**Aim of the task**
Return all lines from the entries below in which the word "PageBroken" is present.

**Exercise input**
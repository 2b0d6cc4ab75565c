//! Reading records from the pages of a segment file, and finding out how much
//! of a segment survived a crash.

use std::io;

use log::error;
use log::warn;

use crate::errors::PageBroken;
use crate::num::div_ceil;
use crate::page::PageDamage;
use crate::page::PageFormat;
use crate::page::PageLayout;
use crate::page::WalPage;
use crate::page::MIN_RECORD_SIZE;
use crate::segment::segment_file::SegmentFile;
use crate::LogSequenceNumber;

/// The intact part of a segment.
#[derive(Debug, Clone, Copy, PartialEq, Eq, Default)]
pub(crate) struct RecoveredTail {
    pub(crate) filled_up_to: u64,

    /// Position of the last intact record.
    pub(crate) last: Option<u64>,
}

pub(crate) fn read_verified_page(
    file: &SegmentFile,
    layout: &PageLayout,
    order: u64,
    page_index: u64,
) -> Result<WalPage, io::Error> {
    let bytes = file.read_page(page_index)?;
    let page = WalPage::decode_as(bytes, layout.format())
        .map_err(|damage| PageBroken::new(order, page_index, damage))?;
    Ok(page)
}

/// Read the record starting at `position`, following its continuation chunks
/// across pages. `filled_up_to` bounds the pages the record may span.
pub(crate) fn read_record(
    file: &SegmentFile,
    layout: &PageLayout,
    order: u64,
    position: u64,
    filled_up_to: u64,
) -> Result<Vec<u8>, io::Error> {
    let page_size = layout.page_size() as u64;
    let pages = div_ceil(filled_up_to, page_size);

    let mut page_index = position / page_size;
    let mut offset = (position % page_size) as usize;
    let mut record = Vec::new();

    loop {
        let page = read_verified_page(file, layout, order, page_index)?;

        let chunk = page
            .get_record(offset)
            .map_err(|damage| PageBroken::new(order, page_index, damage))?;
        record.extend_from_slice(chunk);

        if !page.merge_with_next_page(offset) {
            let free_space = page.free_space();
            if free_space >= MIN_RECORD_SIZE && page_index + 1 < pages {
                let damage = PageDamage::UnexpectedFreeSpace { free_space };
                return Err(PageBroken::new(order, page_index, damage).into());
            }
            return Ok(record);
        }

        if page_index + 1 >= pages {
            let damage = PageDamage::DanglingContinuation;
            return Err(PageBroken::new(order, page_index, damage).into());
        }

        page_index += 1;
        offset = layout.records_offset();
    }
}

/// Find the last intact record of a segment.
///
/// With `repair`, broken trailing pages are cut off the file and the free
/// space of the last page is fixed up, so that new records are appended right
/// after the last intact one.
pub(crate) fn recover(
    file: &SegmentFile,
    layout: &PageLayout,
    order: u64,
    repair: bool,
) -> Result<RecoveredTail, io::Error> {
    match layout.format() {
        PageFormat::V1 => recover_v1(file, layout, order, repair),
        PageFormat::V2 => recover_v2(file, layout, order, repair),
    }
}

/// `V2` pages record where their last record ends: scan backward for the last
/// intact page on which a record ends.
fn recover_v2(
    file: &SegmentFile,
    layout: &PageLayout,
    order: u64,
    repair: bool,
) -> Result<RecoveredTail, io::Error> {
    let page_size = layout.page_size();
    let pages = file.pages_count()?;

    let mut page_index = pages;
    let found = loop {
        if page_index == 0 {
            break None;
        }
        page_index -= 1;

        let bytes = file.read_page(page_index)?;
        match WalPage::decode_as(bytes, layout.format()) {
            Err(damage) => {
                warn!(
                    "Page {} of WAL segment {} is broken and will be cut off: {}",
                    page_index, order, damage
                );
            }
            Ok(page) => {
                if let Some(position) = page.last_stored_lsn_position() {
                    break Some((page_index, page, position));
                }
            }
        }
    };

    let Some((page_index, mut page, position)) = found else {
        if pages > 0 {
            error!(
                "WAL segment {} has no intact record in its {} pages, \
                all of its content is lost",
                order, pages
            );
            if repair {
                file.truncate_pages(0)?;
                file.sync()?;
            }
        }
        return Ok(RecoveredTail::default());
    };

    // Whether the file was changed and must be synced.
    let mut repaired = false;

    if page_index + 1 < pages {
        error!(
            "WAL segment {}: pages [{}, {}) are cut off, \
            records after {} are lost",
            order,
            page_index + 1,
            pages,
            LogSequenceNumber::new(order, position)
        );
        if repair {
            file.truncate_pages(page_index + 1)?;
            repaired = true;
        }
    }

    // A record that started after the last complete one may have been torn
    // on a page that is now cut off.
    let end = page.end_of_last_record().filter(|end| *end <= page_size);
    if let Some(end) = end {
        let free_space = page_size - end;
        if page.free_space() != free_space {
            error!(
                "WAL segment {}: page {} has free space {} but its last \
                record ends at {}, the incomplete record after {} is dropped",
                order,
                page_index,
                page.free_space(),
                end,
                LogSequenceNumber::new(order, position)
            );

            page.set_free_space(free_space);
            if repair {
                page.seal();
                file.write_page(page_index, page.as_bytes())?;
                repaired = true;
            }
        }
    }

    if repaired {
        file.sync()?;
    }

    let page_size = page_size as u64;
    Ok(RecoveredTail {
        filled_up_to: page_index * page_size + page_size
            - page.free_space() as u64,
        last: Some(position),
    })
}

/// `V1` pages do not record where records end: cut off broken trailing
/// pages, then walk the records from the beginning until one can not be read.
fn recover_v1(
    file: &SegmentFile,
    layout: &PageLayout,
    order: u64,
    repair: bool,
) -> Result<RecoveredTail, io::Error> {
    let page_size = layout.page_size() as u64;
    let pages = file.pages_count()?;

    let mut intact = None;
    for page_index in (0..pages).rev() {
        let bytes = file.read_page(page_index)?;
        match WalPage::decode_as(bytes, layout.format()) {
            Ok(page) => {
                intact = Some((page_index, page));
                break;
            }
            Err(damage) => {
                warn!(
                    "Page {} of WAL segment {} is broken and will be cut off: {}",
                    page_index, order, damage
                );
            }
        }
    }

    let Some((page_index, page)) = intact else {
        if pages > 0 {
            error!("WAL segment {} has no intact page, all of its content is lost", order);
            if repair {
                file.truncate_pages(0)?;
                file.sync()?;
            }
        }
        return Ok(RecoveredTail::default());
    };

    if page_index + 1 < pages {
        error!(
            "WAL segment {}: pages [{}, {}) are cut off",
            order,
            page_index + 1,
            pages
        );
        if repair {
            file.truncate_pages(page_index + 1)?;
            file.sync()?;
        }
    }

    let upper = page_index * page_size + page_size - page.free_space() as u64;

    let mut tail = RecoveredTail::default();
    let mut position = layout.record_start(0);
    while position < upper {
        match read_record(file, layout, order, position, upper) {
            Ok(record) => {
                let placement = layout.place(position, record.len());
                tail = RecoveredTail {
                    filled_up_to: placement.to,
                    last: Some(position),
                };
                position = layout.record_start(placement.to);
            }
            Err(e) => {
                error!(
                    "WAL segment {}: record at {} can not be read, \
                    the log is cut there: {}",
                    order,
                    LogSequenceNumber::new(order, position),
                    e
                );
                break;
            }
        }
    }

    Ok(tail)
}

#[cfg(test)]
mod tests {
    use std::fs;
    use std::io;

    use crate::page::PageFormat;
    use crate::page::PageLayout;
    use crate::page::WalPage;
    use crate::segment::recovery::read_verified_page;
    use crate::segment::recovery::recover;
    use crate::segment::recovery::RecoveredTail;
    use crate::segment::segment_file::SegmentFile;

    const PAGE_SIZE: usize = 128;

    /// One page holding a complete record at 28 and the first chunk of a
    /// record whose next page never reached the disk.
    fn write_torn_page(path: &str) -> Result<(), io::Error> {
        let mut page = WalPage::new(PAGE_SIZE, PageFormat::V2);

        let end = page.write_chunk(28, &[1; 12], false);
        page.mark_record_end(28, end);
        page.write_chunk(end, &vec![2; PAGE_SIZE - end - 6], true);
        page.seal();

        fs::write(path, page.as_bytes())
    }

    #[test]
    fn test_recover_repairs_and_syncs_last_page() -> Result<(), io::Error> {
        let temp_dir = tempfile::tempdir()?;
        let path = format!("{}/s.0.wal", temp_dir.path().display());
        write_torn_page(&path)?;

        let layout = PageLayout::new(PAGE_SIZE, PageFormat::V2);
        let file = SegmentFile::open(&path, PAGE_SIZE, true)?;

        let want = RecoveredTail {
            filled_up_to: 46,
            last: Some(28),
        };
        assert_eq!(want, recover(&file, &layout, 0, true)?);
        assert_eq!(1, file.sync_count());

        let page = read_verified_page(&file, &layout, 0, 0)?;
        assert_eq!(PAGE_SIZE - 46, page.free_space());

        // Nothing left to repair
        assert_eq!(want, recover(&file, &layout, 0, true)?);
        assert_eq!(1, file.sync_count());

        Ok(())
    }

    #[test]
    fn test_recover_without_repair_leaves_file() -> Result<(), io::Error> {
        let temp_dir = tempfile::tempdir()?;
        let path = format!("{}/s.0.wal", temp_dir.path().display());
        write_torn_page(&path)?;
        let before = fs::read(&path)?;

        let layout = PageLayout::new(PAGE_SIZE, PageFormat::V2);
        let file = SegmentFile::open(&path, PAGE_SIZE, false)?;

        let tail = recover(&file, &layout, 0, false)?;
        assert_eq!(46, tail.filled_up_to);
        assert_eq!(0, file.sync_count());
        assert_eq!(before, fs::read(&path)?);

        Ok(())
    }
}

**Exercise result**
use crate::errors::PageBroken;
        .map_err(|damage| PageBroken::new(order, page_index, damage))?;
            .map_err(|damage| PageBroken::new(order, page_index, damage))?;
                return Err(PageBroken::new(order, page_index, damage).into());
            return Err(PageBroken::new(order, page_index, damage).into());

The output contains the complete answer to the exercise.